Il dettagliato documento in questione si concentra sugli strumenti di riconoscimento facciale realizzati da entità commerciali e senza scopo di lucro. Ciò significa che non copre la piattaforma interna di riconoscimento facciale dell’FBI, che il GAO aveva precedentemente criticato per la scarsa tutela della privacy.
Lo scorso anno la Casa Bianca ha ordinato al Dipartimento di Giustizia degli Stati Uniti di sviluppare le migliori pratiche per l’utilizzo del riconoscimento facciale e di segnalare eventuali cambiamenti politici che ne conseguono.
Gli strumenti di riconoscimento facciale utilizzati dall’FBI e da altre forze dell’ordine federali oggetto del rapporto provengono da aziende tra cui Clearview AI, che ha recuperato miliardi di foto di volti da Internet per addestrare il suo sistema di riconoscimento facciale, e Thorn, un’organizzazione no-profit che combatte il traffico sessuale. applicando questo genere di soluzione tecnologica per identificare vittime e trafficanti di sesso dalle immagini del mercato del sesso commerciale online.

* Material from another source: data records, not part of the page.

//! Topic - lock-free, pre-allocated multi-producer broadcast ring.
//!
//! Every topic owns a power-of-two slot array and a fixed table of
//! subscriber cursors. Producers claim positions from an atomic head
//! cursor; each slot carries a seqlock stamp so readers detect torn reads
//! and being lapped.
//!
//! # Stamp protocol
//!
//! | stamp        | meaning                                  |
//! |--------------|------------------------------------------|
//! | `0`          | never written                            |
//! | `2 * p + 1`  | position `p` being written               |
//! | `2 * p + 2`  | position `p` committed                   |
//!
//! A reader at position `r` sees `2 * r + 2` (ready), something smaller
//! (not yet published) or something larger (overwritten by a later lap).

use std::cell::UnsafeCell;
use std::mem::MaybeUninit;
use std::sync::atomic::{fence, AtomicBool, AtomicU64, Ordering};
use std::sync::Arc;
use std::time::{Duration, Instant};

use crossbeam::utils::CachePadded;
use serde::{Deserialize, Serialize};
use tracing::warn;

use crate::error::{BusError, ConfigError};

/// Values carried by a topic: plain data, copied in and out of slots.
pub trait BusMessage: Copy + Send + 'static {
    /// Structural check applied by subscribers; ill-formed values are skipped.
    fn is_well_formed(&self) -> bool {
        true
    }
}

/// What a producer does when the slowest subscriber is a full ring behind.
#[derive(Clone, Copy, Debug, PartialEq, Eq, Serialize, Deserialize)]
#[serde(rename_all = "snake_case")]
pub enum BackpressurePolicy {
    /// Overwrite the oldest event and count it if someone had not read it
    DropOldest,
    /// Spin until a slot frees up, then give up with `BusError::Full`
    BlockWithTimeout { timeout_us: u64 },
}

impl Default for BackpressurePolicy {
    fn default() -> Self {
        BackpressurePolicy::DropOldest
    }
}

struct Slot<T> {
    stamp: AtomicU64,
    value: UnsafeCell<MaybeUninit<T>>,
}

/// Cursor value of a slot that is free or still being attached.
const UNCLAIMED: u64 = u64::MAX;

struct CursorSlot {
    active: AtomicBool,
    /// Next position this subscriber will read, `UNCLAIMED` until attached
    next: AtomicU64,
}

/// Topic counters snapshot.
#[derive(Clone, Copy, Debug, Default, PartialEq, Eq)]
pub struct TopicStats {
    pub published: u64,
    /// Events evicted before the slowest subscriber read them
    pub dropped: u64,
    /// Publishes that timed out under `BlockWithTimeout`
    pub full: u64,
}

pub struct Topic<T: BusMessage> {
    name: &'static str,
    slots: Box<[Slot<T>]>,
    mask: u64,
    policy: BackpressurePolicy,
    head: CachePadded<AtomicU64>,
    cursors: Box<[CachePadded<CursorSlot>]>,
    published: CachePadded<AtomicU64>,
    dropped: AtomicU64,
    full: AtomicU64,
}

// SAFETY: slot contents are only accessed through the stamp protocol; T is plain Copy data
unsafe impl<T: BusMessage> Sync for Topic<T> {}
unsafe impl<T: BusMessage> Send for Topic<T> {}

impl<T: BusMessage> Topic<T> {
    /// Create a topic. `capacity` must be a power of two and at least 2.
    pub fn new(
        name: &'static str,
        capacity: usize,
        policy: BackpressurePolicy,
        max_subscribers: usize,
    ) -> Result<Self, ConfigError> {
        if capacity < 2 || !capacity.is_power_of_two() {
            return Err(ConfigError::Invalid(format!(
                "topic `{name}` capacity {capacity} must be a power of two >= 2"
            )));
        }
        if max_subscribers == 0 {
            return Err(ConfigError::Invalid(format!("topic `{name}` needs at least one subscriber slot")));
        }
        let slots = (0..capacity)
            .map(|_| Slot {
                stamp: AtomicU64::new(0),
                value: UnsafeCell::new(MaybeUninit::uninit()),
            })
            .collect();
        let cursors = (0..max_subscribers)
            .map(|_| {
                CachePadded::new(CursorSlot {
                    active: AtomicBool::new(false),
                    next: AtomicU64::new(UNCLAIMED),
                })
            })
            .collect();
        Ok(Self {
            name,
            slots,
            mask: capacity as u64 - 1,
            policy,
            head: CachePadded::new(AtomicU64::new(0)),
            cursors,
            published: CachePadded::new(AtomicU64::new(0)),
            dropped: AtomicU64::new(0),
            full: AtomicU64::new(0),
        })
    }

    #[inline]
    pub fn name(&self) -> &'static str {
        self.name
    }

    #[inline]
    pub fn capacity(&self) -> usize {
        self.slots.len()
    }

    #[inline]
    pub fn policy(&self) -> BackpressurePolicy {
        self.policy
    }

    /// Position the next publish will claim.
    #[inline]
    pub fn head(&self) -> u64 {
        self.head.load(Ordering::Acquire)
    }

    pub fn stats(&self) -> TopicStats {
        TopicStats {
            published: self.published.load(Ordering::Relaxed),
            dropped: self.dropped.load(Ordering::Relaxed),
            full: self.full.load(Ordering::Relaxed),
        }
    }

    /// Number of attached subscribers.
    pub fn subscriber_count(&self) -> usize {
        self.cursors
            .iter()
            .filter(|c| c.active.load(Ordering::Acquire))
            .count()
    }

    /// Cursor of the slowest subscriber (`None` without subscribers).
    /// Slots still being attached are skipped.
    fn min_cursor(&self) -> Option<u64> {
        self.cursors
            .iter()
            .filter(|c| c.active.load(Ordering::Acquire))
            .map(|c| c.next.load(Ordering::Acquire))
            .filter(|&next| next != UNCLAIMED)
            .min()
    }

    /// Publish one event.
    ///
    /// Never allocates. Under `DropOldest` this never fails.
    pub fn publish(&self, value: T) -> Result<(), BusError> {
        let cap = self.capacity() as u64;
        let pos = match self.policy {
            BackpressurePolicy::DropOldest => {
                let pos = self.head.fetch_add(1, Ordering::AcqRel);
                if pos >= cap {
                    self.count_eviction(pos - cap);
                }
                pos
            }
            BackpressurePolicy::BlockWithTimeout { timeout_us } => self.claim_blocking(timeout_us)?,
        };
        self.write_slot(pos, value);
        self.published.fetch_add(1, Ordering::Relaxed);
        Ok(())
    }

    #[inline]
    fn count_eviction(&self, evicted: u64) {
        if self.min_cursor().map_or(true, |min| min <= evicted) {
            self.dropped.fetch_add(1, Ordering::Relaxed);
        }
    }

    fn claim_blocking(&self, timeout_us: u64) -> Result<u64, BusError> {
        let cap = self.capacity() as u64;
        let mut deadline: Option<Instant> = None;
        loop {
            let pos = self.head.load(Ordering::Acquire);
            if pos >= cap {
                let evicted = pos - cap;
                match self.min_cursor() {
                    Some(min) if min <= evicted => {
                        let now = Instant::now();
                        let deadline = *deadline.get_or_insert(now + Duration::from_micros(timeout_us));
                        if now >= deadline {
                            self.full.fetch_add(1, Ordering::Relaxed);
                            return Err(BusError::Full { topic: self.name });
                        }
                        std::hint::spin_loop();
                        continue;
                    }
                    Some(_) => {}
                    // Nobody to wait for
                    None => {
                        if self
                            .head
                            .compare_exchange_weak(pos, pos + 1, Ordering::AcqRel, Ordering::Relaxed)
                            .is_ok()
                        {
                            self.dropped.fetch_add(1, Ordering::Relaxed);
                            return Ok(pos);
                        }
                        continue;
                    }
                }
            }
            if self
                .head
                .compare_exchange_weak(pos, pos + 1, Ordering::AcqRel, Ordering::Relaxed)
                .is_ok()
            {
                return Ok(pos);
            }
        }
    }

    fn write_slot(&self, pos: u64, value: T) {
        let cap = self.capacity() as u64;
        let slot = &self.slots[(pos & self.mask) as usize];
        let expected = if pos >= cap { 2 * (pos - cap) + 2 } else { 0 };
        let writing = 2 * pos + 1;
        loop {
            let stamp = slot.stamp.load(Ordering::Acquire);
            if stamp == expected {
                if slot
                    .stamp
                    .compare_exchange_weak(expected, writing, Ordering::AcqRel, Ordering::Relaxed)
                    .is_ok()
                {
                    break;
                }
            } else if stamp > writing {
                // A later lap already owns the slot; this event is the oldest one
                self.dropped.fetch_add(1, Ordering::Relaxed);
                return;
            }
            // Previous lap still being written
            std::hint::spin_loop();
        }
        fence(Ordering::Release);
        // SAFETY: the odd stamp gives this producer exclusive write access
        unsafe {
            std::ptr::write_volatile(slot.value.get(), MaybeUninit::new(value));
        }
        slot.stamp.store(writing + 1, Ordering::Release);
    }

    /// Attach a subscriber that sees events published from now on.
    pub fn subscribe(self: &Arc<Self>) -> Result<Subscription<T>, BusError> {
        let start = self.head();
        self.attach(start)
    }

    /// Attach a subscriber that starts at the oldest retained event.
    pub fn subscribe_from_oldest(self: &Arc<Self>) -> Result<Subscription<T>, BusError> {
        let start = self.head().saturating_sub(self.capacity() as u64);
        self.attach(start)
    }

    fn attach(self: &Arc<Self>, start: u64) -> Result<Subscription<T>, BusError> {
        for (index, cursor) in self.cursors.iter().enumerate() {
            // A claimed slot reads as `UNCLAIMED` until the position is stored
            if cursor
                .active
                .compare_exchange(false, true, Ordering::AcqRel, Ordering::Relaxed)
                .is_ok()
            {
                cursor.next.store(start, Ordering::Release);
                return Ok(Subscription {
                    topic: Arc::clone(self),
                    index,
                    next: start,
                    lag: 0,
                    malformed: 0,
                });
            }
        }
        Err(BusError::TooManySubscribers { topic: self.name })
    }
}

/// Outcome of one read attempt.
enum Read<T> {
    Ready(T),
    Empty,
    Lapped,
}

/// A subscriber's view of a topic. Dropping it frees the cursor slot.
pub struct Subscription<T: BusMessage> {
    topic: Arc<Topic<T>>,
    index: usize,
    next: u64,
    lag: u64,
    malformed: u64,
}

impl<T: BusMessage> Subscription<T> {
    #[inline]
    pub fn topic(&self) -> &Topic<T> {
        &self.topic
    }

    /// Events skipped because producers lapped this subscriber.
    #[inline]
    pub fn lag(&self) -> u64 {
        self.lag
    }

    /// Ill-formed events skipped.
    #[inline]
    pub fn malformed(&self) -> u64 {
        self.malformed
    }

    /// Events published but not yet read (may exceed capacity when lapped).
    #[inline]
    pub fn pending(&self) -> u64 {
        self.topic.head().saturating_sub(self.next)
    }

    fn read(&self, pos: u64) -> Read<T> {
        let slot = &self.topic.slots[(pos & self.topic.mask) as usize];
        let ready = 2 * pos + 2;
        let before = slot.stamp.load(Ordering::Acquire);
        if before < ready {
            return Read::Empty;
        }
        if before > ready {
            return Read::Lapped;
        }
        // SAFETY: read into MaybeUninit; only trusted once the stamp is re-validated
        let value = unsafe { std::ptr::read_volatile(slot.value.get()) };
        fence(Ordering::Acquire);
        let after = slot.stamp.load(Ordering::Relaxed);
        if after != before {
            return Read::Lapped;
        }
        // SAFETY: stamp unchanged across the copy, so it holds the committed value
        Read::Ready(unsafe { value.assume_init() })
    }

    fn advance(&mut self, next: u64) {
        self.next = next;
        self.topic.cursors[self.index].next.store(next, Ordering::Release);
    }

    /// Next well-formed event, if any. Never blocks.
    pub fn poll(&mut self) -> Option<T> {
        loop {
            match self.read(self.next) {
                Read::Empty => return None,
                Read::Ready(value) => {
                    let next = self.next + 1;
                    self.advance(next);
                    if value.is_well_formed() {
                        return Some(value);
                    }
                    self.malformed += 1;
                    warn!(topic = self.topic.name, position = next - 1, "skipping ill-formed event");
                }
                Read::Lapped => {
                    let oldest = self.topic.head().saturating_sub(self.topic.capacity() as u64);
                    let resume = oldest.max(self.next + 1);
                    let skipped = resume - self.next;
                    self.lag += skipped;
                    warn!(topic = self.topic.name, skipped, total_lag = self.lag, "subscriber overrun");
                    self.advance(resume);
                }
            }
        }
    }

    /// Hand up to `max` events to `f`; returns how many were delivered.
    pub fn drain(&mut self, max: usize, mut f: impl FnMut(T)) -> usize {
        let mut n = 0;
        while n < max {
            match self.poll() {
                Some(value) => {
                    f(value);
                    n += 1;
                }
                None => break,
            }
        }
        n
    }
}

impl<T: BusMessage> Drop for Subscription<T> {
    fn drop(&mut self) {
        let cursor = &self.topic.cursors[self.index];
        cursor.next.store(UNCLAIMED, Ordering::Release);
        cursor.active.store(false, Ordering::Release);
    }
}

L’FBI è al primo posto tra le forze dell’ordine federali esaminate dal GAO per la portata dell’uso del riconoscimento facciale. Tra ottobre 2019 e marzo 2022 sono state effettuate più di 60.000 ricerche da sette agenzie. Oltre la metà sono state effettuate da agenti dell’FBI, circa 15.000 utilizzando Clearview AI e 20.000 servendosi di Thorn.

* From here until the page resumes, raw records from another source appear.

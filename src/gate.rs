//! Risk fast gate - synchronous pre-trade check.
//!
//! Evaluation order is fixed:
//!
//! 1. kill switch (acquire load on every call)
//! 2. static limits: price, quantity, position, notional, order rate
//! 3. per-instrument policy rules
//!
//! Cancels only go through step 1. The gate never blocks, does no I/O and
//! does not log; decisions are plain values for the caller to record.

use rustc_hash::FxHashMap;
use serde::{Deserialize, Serialize};

use crate::error::ConfigError;
use crate::event::{InstrumentId, LobStatsEvent};
use crate::kill_switch::KillSwitch;
use crate::rate::SlidingWindow;
use crate::wire::{ControlRecord, KillCommand, ALL_INSTRUMENTS};

#[derive(Clone, Copy, Debug, PartialEq, Eq, Hash, Serialize, Deserialize)]
#[repr(u8)]
pub enum OrderSide {
    Buy = 0,
    Sell = 1,
}

impl OrderSide {
    /// +1 for buys, -1 for sells.
    #[inline]
    pub const fn sign(self) -> i64 {
        match self {
            OrderSide::Buy => 1,
            OrderSide::Sell => -1,
        }
    }
}

#[derive(Clone, Copy, Debug, PartialEq, Eq, Hash)]
#[repr(u8)]
pub enum IntentKind {
    New = 0,
    Amend = 1,
    Cancel = 2,
}

/// An order the strategy wants to send.
#[derive(Clone, Copy, Debug, PartialEq, Eq)]
pub struct OrderIntent {
    pub instrument: InstrumentId,
    pub side: OrderSide,
    pub kind: IntentKind,
    /// Limit price in ticks
    pub price: i64,
    /// Quantity in lots
    pub qty: i64,
    pub strategy_id: u32,
    pub client_order_id: u64,
}

/// Policy rule that rejected an intent.
#[derive(Clone, Copy, Debug, PartialEq, Eq, Hash)]
#[repr(u8)]
pub enum PolicyRule {
    Halted = 0,
    ReduceOnly = 1,
    PriceBand = 2,
    MaxOrderQty = 3,
}

#[derive(Clone, Copy, Debug, PartialEq, Eq, Hash)]
pub enum RejectReason {
    KillSwitchEngaged,
    PriceInvalid,
    PriceLimit,
    QuantityLimit,
    QuantityInvalid,
    PositionLimit,
    NotionalLimit,
    RateLimit,
    PolicyViolation(PolicyRule),
}

impl RejectReason {
    /// Stable numeric reason code.
    pub const fn code(self) -> u8 {
        match self {
            RejectReason::KillSwitchEngaged => 1,
            RejectReason::PriceInvalid => 2,
            RejectReason::PriceLimit => 3,
            RejectReason::QuantityLimit => 4,
            RejectReason::QuantityInvalid => 5,
            RejectReason::PositionLimit => 6,
            RejectReason::NotionalLimit => 7,
            RejectReason::RateLimit => 8,
            RejectReason::PolicyViolation(_) => 9,
        }
    }
}

/// Coarse decision class for dashboards and the recorder.
#[derive(Clone, Copy, Debug, PartialEq, Eq, Hash)]
#[repr(u8)]
pub enum DecisionTag {
    Pass = 0,
    Reject = 1,
    Kill = 2,
}

#[derive(Clone, Copy, Debug, PartialEq, Eq, Hash)]
pub enum RiskDecision {
    Pass,
    Reject(RejectReason),
}

impl RiskDecision {
    #[inline]
    pub const fn is_pass(self) -> bool {
        matches!(self, RiskDecision::Pass)
    }

    pub const fn tag(self) -> DecisionTag {
        match self {
            RiskDecision::Pass => DecisionTag::Pass,
            RiskDecision::Reject(RejectReason::KillSwitchEngaged) => DecisionTag::Kill,
            RiskDecision::Reject(_) => DecisionTag::Reject,
        }
    }

    /// 0 for pass, otherwise the reject reason code.
    pub const fn code(self) -> u8 {
        match self {
            RiskDecision::Pass => 0,
            RiskDecision::Reject(reason) => reason.code(),
        }
    }
}

/// A decision with the intent it was made for.
#[derive(Clone, Copy, Debug, PartialEq, Eq)]
pub struct DecisionRecord {
    pub intent: OrderIntent,
    pub decision: RiskDecision,
    pub ts: i64,
}

/// Static limits shared by every instrument.
#[derive(Clone, Copy, Debug, PartialEq, Eq, Serialize, Deserialize)]
#[serde(default)]
pub struct RiskLimits {
    /// Highest accepted price (ticks)
    pub max_price: i64,
    /// Largest accepted order quantity (lots)
    pub max_qty: i64,
    /// Largest absolute position after the order (lots)
    pub max_position: i64,
    /// Largest `price * qty` (tick-lots)
    pub max_notional: i64,
    /// Orders per instrument per window
    pub rate_max_orders: u32,
    pub rate_window_ns: i64,
    /// Orders across all instruments per window
    pub global_rate_max_orders: u32,
    pub global_rate_window_ns: i64,
}

impl Default for RiskLimits {
    fn default() -> Self {
        Self {
            max_price: 10_000_000,
            max_qty: 1_000,
            max_position: 10_000,
            max_notional: 1_000_000_000,
            rate_max_orders: 50,
            rate_window_ns: 1_000_000_000,
            global_rate_max_orders: 200,
            global_rate_window_ns: 1_000_000_000,
        }
    }
}

impl RiskLimits {
    pub fn validate(&self) -> Result<(), ConfigError> {
        let positive = [
            ("max_price", self.max_price),
            ("max_qty", self.max_qty),
            ("max_position", self.max_position),
            ("max_notional", self.max_notional),
            ("rate_window_ns", self.rate_window_ns),
            ("global_rate_window_ns", self.global_rate_window_ns),
        ];
        for (name, value) in positive {
            if value <= 0 {
                return Err(ConfigError::Invalid(format!("risk limit {name} must be positive")));
            }
        }
        if self.rate_max_orders == 0 || self.global_rate_max_orders == 0 {
            return Err(ConfigError::Invalid("rate limits must admit at least one order".into()));
        }
        Ok(())
    }
}

/// Per-instrument rule evaluated after the static limits.
#[derive(Clone, Copy, Debug, PartialEq, Eq, Serialize, Deserialize)]
#[serde(tag = "rule", rename_all = "snake_case")]
pub enum InstrumentPolicy {
    /// No new orders at all
    Halted,
    /// Orders may only shrink the absolute position
    ReduceOnly,
    /// Limit price within `max_ticks` of the last book mid
    PriceBand { max_ticks: i64 },
    /// Tighter per-instrument quantity cap
    MaxOrderQty { max_qty: i64 },
}

#[derive(Clone, Debug)]
struct InstrumentRisk {
    position: i64,
    /// Last known `bid + ask` (ticks)
    mid_x2: Option<i64>,
    rate: SlidingWindow,
    policies: Vec<InstrumentPolicy>,
}

impl InstrumentRisk {
    fn new(limits: &RiskLimits) -> Self {
        Self {
            position: 0,
            mid_x2: None,
            rate: SlidingWindow::new(limits.rate_max_orders, limits.rate_window_ns),
            policies: Vec::new(),
        }
    }
}

#[derive(Clone, Copy, Debug, Default, PartialEq, Eq)]
pub struct GateCounters {
    pub passed: u64,
    pub rejected: u64,
    pub killed: u64,
}

/// The gate. Owned by the order path thread.
pub struct FastGate {
    kill: KillSwitch,
    limits: RiskLimits,
    instruments: FxHashMap<InstrumentId, InstrumentRisk>,
    global_rate: SlidingWindow,
    counters: GateCounters,
}

impl FastGate {
    pub fn new(kill: KillSwitch, limits: RiskLimits) -> Self {
        Self {
            kill,
            global_rate: SlidingWindow::new(limits.global_rate_max_orders, limits.global_rate_window_ns),
            limits,
            instruments: FxHashMap::default(),
            counters: GateCounters::default(),
        }
    }

    /// Pre-create instrument state so `check` never inserts.
    pub fn register_instrument(&mut self, instrument: InstrumentId, policies: Vec<InstrumentPolicy>) {
        let limits = self.limits;
        self.instruments
            .entry(instrument)
            .or_insert_with(|| InstrumentRisk::new(&limits))
            .policies = policies;
    }

    #[inline]
    pub fn kill_switch(&self) -> &KillSwitch {
        &self.kill
    }

    #[inline]
    pub fn limits(&self) -> &RiskLimits {
        &self.limits
    }

    #[inline]
    pub fn counters(&self) -> GateCounters {
        self.counters
    }

    pub fn position(&self, instrument: InstrumentId) -> i64 {
        self.instruments.get(&instrument).map_or(0, |r| r.position)
    }

    /// Check one intent. Rate-window slots are only consumed on `Pass`.
    #[inline]
    pub fn check(&mut self, intent: &OrderIntent, now_ns: i64) -> RiskDecision {
        let decision = self.evaluate(intent, now_ns);
        match decision {
            RiskDecision::Pass => self.counters.passed += 1,
            RiskDecision::Reject(RejectReason::KillSwitchEngaged) => self.counters.killed += 1,
            RiskDecision::Reject(_) => self.counters.rejected += 1,
        }
        decision
    }

    fn evaluate(&mut self, intent: &OrderIntent, now_ns: i64) -> RiskDecision {
        if self.kill.is_engaged() {
            return RiskDecision::Reject(RejectReason::KillSwitchEngaged);
        }
        if intent.kind == IntentKind::Cancel {
            return RiskDecision::Pass;
        }

        let limits = self.limits;
        if intent.price <= 0 {
            return RiskDecision::Reject(RejectReason::PriceInvalid);
        }
        if intent.price > limits.max_price {
            return RiskDecision::Reject(RejectReason::PriceLimit);
        }
        if intent.qty <= 0 {
            return RiskDecision::Reject(RejectReason::QuantityInvalid);
        }
        if intent.qty > limits.max_qty {
            return RiskDecision::Reject(RejectReason::QuantityLimit);
        }

        let risk = self
            .instruments
            .entry(intent.instrument)
            .or_insert_with(|| InstrumentRisk::new(&limits));

        let projected = risk.position.saturating_add(intent.side.sign() * intent.qty);
        if projected.saturating_abs() > limits.max_position {
            return RiskDecision::Reject(RejectReason::PositionLimit);
        }
        match intent.price.checked_mul(intent.qty) {
            Some(notional) if notional <= limits.max_notional => {}
            _ => return RiskDecision::Reject(RejectReason::NotionalLimit),
        }
        if !risk.rate.would_admit(now_ns) || !self.global_rate.would_admit(now_ns) {
            return RiskDecision::Reject(RejectReason::RateLimit);
        }

        for policy in &risk.policies {
            if let Some(rule) = violates(policy, intent, risk.position, projected, risk.mid_x2) {
                return RiskDecision::Reject(RejectReason::PolicyViolation(rule));
            }
        }

        risk.rate.record(now_ns);
        self.global_rate.record(now_ns);
        RiskDecision::Pass
    }

    /// Apply an execution to the tracked position.
    pub fn on_fill(&mut self, instrument: InstrumentId, side: OrderSide, qty: i64) {
        let limits = self.limits;
        let risk = self
            .instruments
            .entry(instrument)
            .or_insert_with(|| InstrumentRisk::new(&limits));
        risk.position = risk.position.saturating_add(side.sign().saturating_mul(qty));
    }

    /// Track the book mid used by price-band policies. One-sided books keep the last mid.
    pub fn on_stats(&mut self, stats: &LobStatsEvent) {
        if let Some(mid_x2) = stats.mid_x2 {
            let limits = self.limits;
            self.instruments
                .entry(stats.instrument)
                .or_insert_with(|| InstrumentRisk::new(&limits))
                .mid_x2 = Some(mid_x2);
        }
    }

    /// Apply a control record from the risk process.
    pub fn apply_control(&mut self, control: &ControlRecord) {
        match control.kill {
            KillCommand::Engage => {
                self.kill.engage();
            }
            KillCommand::Reset => self.kill.reset(),
            KillCommand::None => {}
        }
        if control.rate_max_orders == 0 || control.rate_window_ns <= 0 {
            return;
        }
        if control.instrument == ALL_INSTRUMENTS {
            self.global_rate
                .set_limit(control.rate_max_orders, control.rate_window_ns);
        } else {
            let limits = self.limits;
            self.instruments
                .entry(control.instrument)
                .or_insert_with(|| InstrumentRisk::new(&limits))
                .rate
                .set_limit(control.rate_max_orders, control.rate_window_ns);
        }
    }
}

#[inline]
fn violates(
    policy: &InstrumentPolicy,
    intent: &OrderIntent,
    position: i64,
    projected: i64,
    mid_x2: Option<i64>,
) -> Option<PolicyRule> {
    match *policy {
        InstrumentPolicy::Halted => Some(PolicyRule::Halted),
        InstrumentPolicy::ReduceOnly => {
            let grows = projected.saturating_abs() > position.saturating_abs();
            let flips = position.signum() * projected.signum() < 0;
            (grows || flips).then_some(PolicyRule::ReduceOnly)
        }
        // No reference mid yet: the band cannot be evaluated
        InstrumentPolicy::PriceBand { max_ticks } => mid_x2.and_then(|mid_x2| {
            let distance_x2 = intent.price.saturating_mul(2).saturating_sub(mid_x2).saturating_abs();
            (distance_x2 > max_ticks.saturating_mul(2)).then_some(PolicyRule::PriceBand)
        }),
        InstrumentPolicy::MaxOrderQty { max_qty } => (intent.qty > max_qty).then_some(PolicyRule::MaxOrderQty),
    }
}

Negli Stati Uniti (e nemmeno altrove) non esisterebbe alcuna legge che costringa i poliziotti ad addestrarsi per utilizzare il riconoscimento facciale, né ci sarebbe nessun obbligo di seguire standard particolari quando ci si avvale di determinati strumenti in una indagine penale. Ciò nonostante il problema esiste e ne viene riconosciuta l’importanza, come dimostra l’impegno del Dipartimento della Giustizia USA di far evolvere lo stato di fatto fino ad arrivare a consentire solo il riconoscimento facciale per giustificare la richiesta di un mandato di perquisizione.